Items listed in a dataset
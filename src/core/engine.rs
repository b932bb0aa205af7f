use crate::core::model::LanguageModel;
use crate::core::normalizer::StringNormalizer;
use crate::core::scorer::TrigramScorer;
use crate::core::types::{AnalysisResult, ModelInfo};
use crate::error::{Result, StringsError};
use crate::parser::{parse_model_file, parse_model_str};
use crate::persistence::load_compiled;
use crate::scan::extract_strings;
use std::path::PathBuf;
use tracing::{debug, info};

/// Where a model comes from.
#[derive(Debug, Clone)]
pub enum ModelSource {
    /// A model file on disk, parsed strictly.
    Path(PathBuf),
    /// Model file text already in memory, parsed leniently.
    Content(String),
    /// A snapshot written by [`crate::persistence::save_compiled`].
    Compiled(PathBuf),
}

// The analyzer owns at most one model. `None` means nothing has been loaded
// yet and every analysis call is refused.
#[derive(Debug, Default)]
pub struct StringAnalyzer {
    model: Option<LanguageModel>,
}

impl StringAnalyzer {
    pub fn new() -> Self {
        Self { model: None }
    }

    pub fn with_model(model: LanguageModel) -> Self {
        Self { model: Some(model) }
    }

    /// Loads and builds a model. On failure any previously loaded model stays.
    pub fn load_model(&mut self, source: ModelSource) -> Result<()> {
        let model = match source {
            ModelSource::Path(path) => {
                info!(path = %path.display(), "parsing model file");
                let (counts, model_type) = parse_model_file(&path)?;
                LanguageModel::build(&counts, &model_type)
            }
            ModelSource::Content(content) => {
                let (counts, model_type) = parse_model_str(&content)?;
                LanguageModel::build(&counts, &model_type)
            }
            ModelSource::Compiled(path) => {
                info!(path = %path.display(), "loading compiled model");
                load_compiled(&path)?
            }
        };

        self.model = Some(model);
        Ok(())
    }

    pub fn is_loaded(&self) -> bool {
        self.model.is_some()
    }

    pub fn model(&self) -> Option<&LanguageModel> {
        self.model.as_ref()
    }

    fn loaded_model(&self, action: &'static str) -> Result<&LanguageModel> {
        self.model.as_ref().ok_or(StringsError::ModelNotLoaded(action))
    }

    pub fn analyze_string(&self, candidate: &str, offset: Option<usize>) -> Result<AnalysisResult> {
        let model = self.loaded_model("analyzing strings")?;
        Self::analyze_with(model, candidate, offset)
    }

    fn analyze_with(
        model: &LanguageModel,
        candidate: &str,
        offset: Option<usize>,
    ) -> Result<AnalysisResult> {
        let normalized = StringNormalizer::normalize(candidate, model.is_lowercase_model());
        let verdict = TrigramScorer::new(model).score(&normalized.codes)?;

        Ok(AnalysisResult {
            original_string: normalized.original,
            score: verdict.score,
            threshold: verdict.threshold,
            is_valid: verdict.is_valid,
            normalized_string: normalized.normalized,
            offset,
        })
    }

    /// Scores every candidate, in input order.
    pub fn analyze_strings<S: AsRef<str>>(&self, candidates: &[S]) -> Result<Vec<AnalysisResult>> {
        let model = self.loaded_model("analyzing strings")?;
        candidates
            .iter()
            .map(|candidate| Self::analyze_with(model, candidate.as_ref(), None))
            .collect()
    }

    /// Like [`Self::analyze_strings`] but keeps only accepted candidates.
    pub fn extract_valid_strings<S: AsRef<str>>(
        &self,
        candidates: &[S],
    ) -> Result<Vec<AnalysisResult>> {
        let mut results = self.analyze_strings(candidates)?;
        results.retain(|result| result.is_valid);
        Ok(results)
    }

    pub fn model_info(&self) -> Result<ModelInfo> {
        let model = self.loaded_model("getting model info")?;
        Ok(ModelInfo {
            model_type: model.model_type().to_string(),
            is_lowercase: model.is_lowercase_model(),
        })
    }

    /// Scans a byte buffer for printable runs and scores each one, keeping
    /// rejected runs as well.
    pub fn analyze_binary(&self, bytes: &[u8], min_length: usize) -> Result<Vec<AnalysisResult>> {
        let model = self.loaded_model("analyzing binary data")?;
        let runs = extract_strings(bytes, min_length);
        debug!(candidates = runs.len(), min_length, "extracted printable runs");

        runs.iter()
            .map(|run| Self::analyze_with(model, &run.text, Some(run.offset)))
            .collect()
    }
}

#[cfg(test)]
mod tests {
    use super::*;

    const TINY_MODEL: &str = "# Model Type: lowercase\n\
        [^]\th\te\t500000\n\
        h\te\tl\t500000\n\
        e\tl\tl\t500000\n\
        l\tl\to\t500000\n\
        l\to\t[$]\t500000\n";

    fn loaded() -> StringAnalyzer {
        let mut analyzer = StringAnalyzer::new();
        analyzer.load_model(ModelSource::Content(TINY_MODEL.to_string())).unwrap();
        analyzer
    }

    #[test]
    fn refuses_work_before_loading() {
        let analyzer = StringAnalyzer::new();
        assert!(!analyzer.is_loaded());
        let not_loaded = |err: StringsError| matches!(err, StringsError::ModelNotLoaded(_));
        assert!(not_loaded(analyzer.analyze_string("hello", None).unwrap_err()));
        assert!(not_loaded(analyzer.analyze_strings(&["hello"]).unwrap_err()));
        assert!(not_loaded(analyzer.model_info().unwrap_err()));
        assert!(not_loaded(analyzer.analyze_binary(b"hello", 4).unwrap_err()));
    }

    #[test]
    fn reports_model_info() {
        let info = loaded().model_info().unwrap();
        assert_eq!(info.model_type, "lowercase");
        assert!(info.is_lowercase);
    }

    #[test]
    fn analyzes_with_folding_and_offset() {
        let analyzer = loaded();
        let result = analyzer.analyze_string("  HELLO ", Some(42)).unwrap();
        assert_eq!(result.original_string, "  HELLO ");
        assert_eq!(result.normalized_string, "hello");
        assert_eq!(result.offset, Some(42));
        assert!(result.is_valid);
        assert!(result.score > result.threshold);
    }

    #[test]
    fn batch_preserves_input_order() {
        let analyzer = loaded();
        let inputs = ["zzzz", "hello", "ab", "hello"];
        let results = analyzer.analyze_strings(&inputs).unwrap();
        let originals: Vec<&str> = results.iter().map(|r| r.original_string.as_str()).collect();
        assert_eq!(originals, inputs);
        assert!(results.iter().all(|r| r.offset.is_none()));
        assert_eq!(results[2].score, -20.0);

        let valid = analyzer.extract_valid_strings(&inputs).unwrap();
        assert_eq!(valid.len(), 2);
        assert!(valid.iter().all(|r| r.original_string == "hello"));
    }

    #[test]
    fn failed_load_keeps_previous_model() {
        let mut analyzer = loaded();
        let err = analyzer
            .load_model(ModelSource::Content("a\tb\tc\t1\n".to_string()))
            .unwrap_err();
        assert!(matches!(err, StringsError::MissingHeader));
        assert!(analyzer.analyze_string("hello", None).unwrap().is_valid);
    }

    #[test]
    fn binary_runs_carry_offsets() {
        let analyzer = loaded();
        let mut bytes = vec![0u8, 0xff];
        bytes.extend_from_slice(b"hello");
        bytes.push(0);
        bytes.extend_from_slice(b"q#@!x");
        let results = analyzer.analyze_binary(&bytes, 4).unwrap();
        assert_eq!(results.len(), 2);
        assert_eq!(results[0].offset, Some(2));
        assert!(results[0].is_valid);
        assert_eq!(results[1].offset, Some(8));
        assert!(!results[1].is_valid);
    }

    #[test]
    fn shared_model_scores_from_many_threads() {
        let analyzer = loaded();
        let expected = analyzer.analyze_string("hello", None).unwrap();
        std::thread::scope(|scope| {
            for _ in 0..4 {
                scope.spawn(|| {
                    assert_eq!(analyzer.analyze_string("hello", None).unwrap(), expected);
                });
            }
        });
    }
}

Work to complete
Please return a copy of each line in the entries that has the string "AnalysisResult".

The completed task
use crate::core::types::{AnalysisResult, ModelInfo};
    pub fn analyze_string(&self, candidate: &str, offset: Option<usize>) -> Result<AnalysisResult> {
    ) -> Result<AnalysisResult> {
        Ok(AnalysisResult {
    pub fn analyze_strings<S: AsRef<str>>(&self, candidates: &[S]) -> Result<Vec<AnalysisResult>> {
    ) -> Result<Vec<AnalysisResult>> {
    pub fn analyze_binary(&self, bytes: &[u8], min_length: usize) -> Result<Vec<AnalysisResult>> {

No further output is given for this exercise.